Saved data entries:
....................
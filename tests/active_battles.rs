#![allow(non_snake_case)]

use ethers::types::Address;
use khanate_client::{
    map::REGIONS,
    test_helpers::{
        TestContext,
        count_outcomes,
        drain_events,
    },
};
use tokio::time::{
    self,
    Duration,
};

#[tokio::test(start_paused = true)]
async fn list_active__returns_unresolved_battles_for_both_parties() {
    // given
    let ctx = TestContext::new();
    ctx.contract().set_travel_time(30);
    let (mut attacker, _events) = ctx.tracker();
    let movement = attacker.initiate(ctx.bob()).await.unwrap();

    // when
    let attacker_view = attacker.list_active().await.unwrap();
    let (mut defender, _defender_events) = ctx.tracker_for(ctx.bob());
    let defender_view = defender.list_active().await.unwrap();

    // then
    assert_eq!(attacker_view.len(), 1);
    assert_eq!(attacker_view[0].battle_id, movement.battle_id);
    assert!(attacker_view[0].record.involves(ctx.alice()));
    assert_eq!(defender_view.len(), 1);
}

#[tokio::test(start_paused = true)]
async fn list_active__ignores_battles_between_other_players() {
    // given
    let ctx = TestContext::new();
    let carol = Address::repeat_byte(0xC0);
    ctx.contract()
        .register_khanate(carol, "Grey Horde", REGIONS[7], 4, 4);
    let (mut bob_tracker, _bob_events) = ctx.tracker_for(ctx.bob());
    bob_tracker.initiate(carol).await.unwrap();

    // when
    let (mut alice_tracker, _alice_events) = ctx.tracker();
    let visible = alice_tracker.list_active().await.unwrap();

    // then
    assert!(visible.is_empty());
}

#[tokio::test(start_paused = true)]
async fn list_active__serves_the_cached_listing_inside_the_window() {
    // given
    let ctx = TestContext::new();
    ctx.contract().set_travel_time(30);
    let (mut tracker, _events) = ctx.tracker();
    let movement = tracker.initiate(ctx.bob()).await.unwrap();
    let first = tracker.list_active().await.unwrap();
    assert_eq!(first.len(), 1);

    // when: the defender settles the battle, but the window has not expired
    ctx.contract().advance_time(30);
    let (mut defender, _defender_events) = ctx.tracker_for(ctx.bob());
    defender.resolve(movement.battle_id).await.unwrap();
    let cached = tracker.list_active().await.unwrap();

    // then: stale by design until the cache window passes
    assert_eq!(cached.len(), 1);

    // when
    time::advance(Duration::from_millis(5_100)).await;
    let refreshed = tracker.list_active().await.unwrap();

    // then
    assert!(refreshed.is_empty());
}

#[tokio::test(start_paused = true)]
async fn list_active__lazily_resolves_overdue_battles() {
    // given: a five second travel time, checked just after the deadline
    let ctx = TestContext::new();
    ctx.contract().set_travel_time(5);
    let (mut tracker, mut events) = ctx.tracker();
    tracker.initiate(ctx.bob()).await.unwrap();
    ctx.contract().advance_time(6);
    time::advance(Duration::from_millis(5_001)).await;

    // when
    let listing = tracker.list_active().await.unwrap();

    // then: the battle is settled as a side effect, not reported
    assert!(listing.is_empty());
    assert_eq!(ctx.contract().execute_calls(), 1);
    assert_eq!(count_outcomes(&drain_events(&mut events)), 1);
}

#[tokio::test(start_paused = true)]
async fn list_active__keeps_reporting_a_battle_whose_resolution_failed() {
    // given
    let ctx = TestContext::new();
    ctx.contract().set_travel_time(5);
    let (mut tracker, mut events) = ctx.tracker();
    let movement = tracker.initiate(ctx.bob()).await.unwrap();
    ctx.contract().advance_time(6);
    ctx.contract().fail_next_execute("out of gas");

    // when
    let listing = tracker.list_active().await.unwrap();

    // then: the UI must not claim the battle settled when it is not
    assert_eq!(listing.len(), 1);
    assert_eq!(listing[0].battle_id, movement.battle_id);
    assert_eq!(ctx.contract().execute_calls(), 1);
    assert_eq!(count_outcomes(&drain_events(&mut events)), 0);

    // when: the next sweep retries and succeeds
    time::advance(Duration::from_millis(5_100)).await;
    let retried = tracker.list_active().await.unwrap();

    // then
    assert!(retried.is_empty());
    assert_eq!(ctx.contract().execute_calls(), 2);
    assert_eq!(count_outcomes(&drain_events(&mut events)), 1);
}
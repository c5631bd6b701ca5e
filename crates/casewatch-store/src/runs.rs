//! Run ledger.
//!
//! One row per reconciliation run in the `runs` table: lifecycle state, the
//! last stage reached, staging counts, the staged version and the published
//! artifact. A run left in `promotion_failed` blocks every later run until it
//! is resumed or abandoned.

#![allow(clippy::result_large_err)]

use crate::errors::{sqlite_error, Result};
use casewatch_core::errors::{ExError, ExErrorKind};
use casewatch_core_types::RunId;
use rusqlite::{Connection, OptionalExtension, Row};
use serde::Serialize;

/// Lifecycle state of a run row
#[derive(Debug, Clone, Copy, PartialEq, Eq, Serialize)]
#[serde(rename_all = "snake_case")]
pub enum RunState {
    Running,
    Completed,
    Aborted,
    PromotionFailed,
    Abandoned,
}

impl RunState {
    pub fn as_str(&self) -> &'static str {
        match self {
            RunState::Running => "running",
            RunState::Completed => "completed",
            RunState::Aborted => "aborted",
            RunState::PromotionFailed => "promotion_failed",
            RunState::Abandoned => "abandoned",
        }
    }

    pub fn parse(s: &str) -> Option<Self> {
        match s {
            "running" => Some(RunState::Running),
            "completed" => Some(RunState::Completed),
            "aborted" => Some(RunState::Aborted),
            "promotion_failed" => Some(RunState::PromotionFailed),
            "abandoned" => Some(RunState::Abandoned),
            _ => None,
        }
    }
}

impl std::fmt::Display for RunState {
    fn fmt(&self, f: &mut std::fmt::Formatter<'_>) -> std::fmt::Result {
        f.write_str(self.as_str())
    }
}

/// Staging counts recorded on the run row
#[derive(Debug, Clone, Copy, Default, PartialEq, Eq, Serialize)]
pub struct RunCounts {
    pub input: usize,
    pub accepted: usize,
    pub skipped: usize,
    pub duplicates: usize,
    pub main: usize,
    pub excluded: usize,
}

/// A row of the `runs` table
#[derive(Debug, Clone, PartialEq, Eq, Serialize)]
pub struct RunRow {
    pub run_id: RunId,
    pub state: RunState,
    pub stage: String,
    pub staged_version_id: Option<i64>,
    pub started_at: String,
    pub finished_at: Option<String>,
    pub counts: RunCounts,
    pub event_count: usize,
    pub artifact_path: Option<String>,
    pub artifact_digest: Option<String>,
    pub detail: Option<String>,
}

const RUN_COLUMNS: &str = "run_id, state, stage, staged_version_id, started_at, finished_at,
    input_count, accepted_count, skipped_count, duplicate_count, main_count, excluded_count,
    event_count, artifact_path, artifact_digest, detail";

fn row_to_run(row: &Row<'_>) -> rusqlite::Result<RunRow> {
    let state: String = row.get(1)?;
    let state = RunState::parse(&state).ok_or_else(|| {
        rusqlite::Error::FromSqlConversionFailure(
            1,
            rusqlite::types::Type::Text,
            format!("unknown run state {:?}", state).into(),
        )
    })?;
    let count = |idx: usize| -> rusqlite::Result<usize> { Ok(row.get::<_, i64>(idx)? as usize) };

    Ok(RunRow {
        run_id: RunId::from_string(row.get(0)?),
        state,
        stage: row.get(2)?,
        staged_version_id: row.get(3)?,
        started_at: row.get(4)?,
        finished_at: row.get(5)?,
        counts: RunCounts {
            input: count(6)?,
            accepted: count(7)?,
            skipped: count(8)?,
            duplicates: count(9)?,
            main: count(10)?,
            excluded: count(11)?,
        },
        event_count: count(12)?,
        artifact_path: row.get(13)?,
        artifact_digest: row.get(14)?,
        detail: row.get(15)?,
    })
}

fn not_found(op: &str, run_id: &RunId) -> ExError {
    ExError::new(ExErrorKind::NotFound)
        .with_op(op)
        .with_run_id(run_id.clone())
        .with_message("run not found")
}

/// Insert a new run in `running` state
pub fn create_run(conn: &Connection, run_id: &RunId, stage: &str) -> Result<()> {
    conn.execute(
        "INSERT INTO runs (run_id, state, stage, started_at) VALUES (?1, 'running', ?2, ?3)",
        rusqlite::params![run_id.as_str(), stage, chrono::Utc::now().to_rfc3339()],
    )
    .map_err(|e| sqlite_error("create_run", e))?;
    Ok(())
}

/// Record the stage a run has reached
pub fn set_stage(conn: &Connection, run_id: &RunId, stage: &str) -> Result<()> {
    let updated = conn
        .execute(
            "UPDATE runs SET stage = ?2 WHERE run_id = ?1",
            rusqlite::params![run_id.as_str(), stage],
        )
        .map_err(|e| sqlite_error("set_stage", e))?;
    if updated == 0 {
        return Err(not_found("set_stage", run_id));
    }
    Ok(())
}

/// Record the staged version and staging counts
pub fn record_staging(
    conn: &Connection,
    run_id: &RunId,
    version_id: i64,
    counts: &RunCounts,
) -> Result<()> {
    conn.execute(
        "UPDATE runs SET
            staged_version_id = ?2,
            input_count = ?3, accepted_count = ?4, skipped_count = ?5,
            duplicate_count = ?6, main_count = ?7, excluded_count = ?8
         WHERE run_id = ?1",
        rusqlite::params![
            run_id.as_str(),
            version_id,
            counts.input as i64,
            counts.accepted as i64,
            counts.skipped as i64,
            counts.duplicates as i64,
            counts.main as i64,
            counts.excluded as i64,
        ],
    )
    .map_err(|e| sqlite_error("record_staging", e))?;
    Ok(())
}

/// Record how many events the run appended to the change log
pub fn record_event_count(conn: &Connection, run_id: &RunId, event_count: usize) -> Result<()> {
    conn.execute(
        "UPDATE runs SET event_count = ?2 WHERE run_id = ?1",
        rusqlite::params![run_id.as_str(), event_count as i64],
    )
    .map_err(|e| sqlite_error("record_event_count", e))?;
    Ok(())
}

/// Record where the run's artifact was published and its digest
pub fn record_artifact(conn: &Connection, run_id: &RunId, path: &str, digest: &str) -> Result<()> {
    conn.execute(
        "UPDATE runs SET artifact_path = ?2, artifact_digest = ?3 WHERE run_id = ?1",
        rusqlite::params![run_id.as_str(), path, digest],
    )
    .map_err(|e| sqlite_error("record_artifact", e))?;
    Ok(())
}

/// Forget a withdrawn artifact
///
/// Rows without an artifact are left untouched.
pub fn clear_artifact(conn: &Connection, run_id: &RunId) -> Result<()> {
    conn.execute(
        "UPDATE runs SET artifact_path = NULL, artifact_digest = NULL
         WHERE run_id = ?1 AND artifact_path IS NOT NULL",
        [run_id.as_str()],
    )
    .map_err(|e| sqlite_error("clear_artifact", e))?;
    Ok(())
}

/// Move a run to its final (or blocking) state
pub fn finish_run(
    conn: &Connection,
    run_id: &RunId,
    state: RunState,
    detail: Option<&str>,
) -> Result<()> {
    let finished_at = match state {
        RunState::Running | RunState::PromotionFailed => None,
        _ => Some(chrono::Utc::now().to_rfc3339()),
    };
    let updated = conn
        .execute(
            "UPDATE runs SET state = ?2, detail = ?3, finished_at = ?4 WHERE run_id = ?1",
            rusqlite::params![run_id.as_str(), state.as_str(), detail, finished_at],
        )
        .map_err(|e| sqlite_error("finish_run", e))?;
    if updated == 0 {
        return Err(not_found("finish_run", run_id));
    }
    Ok(())
}

/// Fetch one run
pub fn get_run(conn: &Connection, run_id: &RunId) -> Result<Option<RunRow>> {
    conn.query_row(
        &format!("SELECT {RUN_COLUMNS} FROM runs WHERE run_id = ?1"),
        [run_id.as_str()],
        row_to_run,
    )
    .optional()
    .map_err(|e| sqlite_error("get_run", e))
}

/// Most recent runs first
pub fn list_runs(conn: &Connection, limit: usize) -> Result<Vec<RunRow>> {
    let mut stmt = conn
        .prepare(&format!(
            "SELECT {RUN_COLUMNS} FROM runs ORDER BY started_at DESC, run_id DESC LIMIT ?1"
        ))
        .map_err(|e| sqlite_error("list_runs", e))?;
    let rows = stmt
        .query_map([limit as i64], row_to_run)
        .map_err(|e| sqlite_error("list_runs", e))?
        .collect::<std::result::Result<Vec<_>, _>>()
        .map_err(|e| sqlite_error("list_runs", e))?;
    Ok(rows)
}

/// The unresolved failed promotion, if any
pub fn blocking_run(conn: &Connection) -> Result<Option<RunRow>> {
    conn.query_row(
        &format!(
            "SELECT {RUN_COLUMNS} FROM runs WHERE state = 'promotion_failed'
             ORDER BY started_at LIMIT 1"
        ),
        [],
        row_to_run,
    )
    .optional()
    .map_err(|e| sqlite_error("blocking_run", e))
}

/// Runs left in `running` state (a process died mid-run)
pub fn stale_runs(conn: &Connection) -> Result<Vec<RunRow>> {
    let mut stmt = conn
        .prepare(&format!(
            "SELECT {RUN_COLUMNS} FROM runs WHERE state = 'running' ORDER BY started_at"
        ))
        .map_err(|e| sqlite_error("stale_runs", e))?;
    let rows = stmt
        .query_map([], row_to_run)
        .map_err(|e| sqlite_error("stale_runs", e))?
        .collect::<std::result::Result<Vec<_>, _>>()
        .map_err(|e| sqlite_error("stale_runs", e))?;
    Ok(rows)
}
....................
## What to produce
Check each line of the data above for the string "allow", then report how many lines have it, with no other words.

## Answer area
2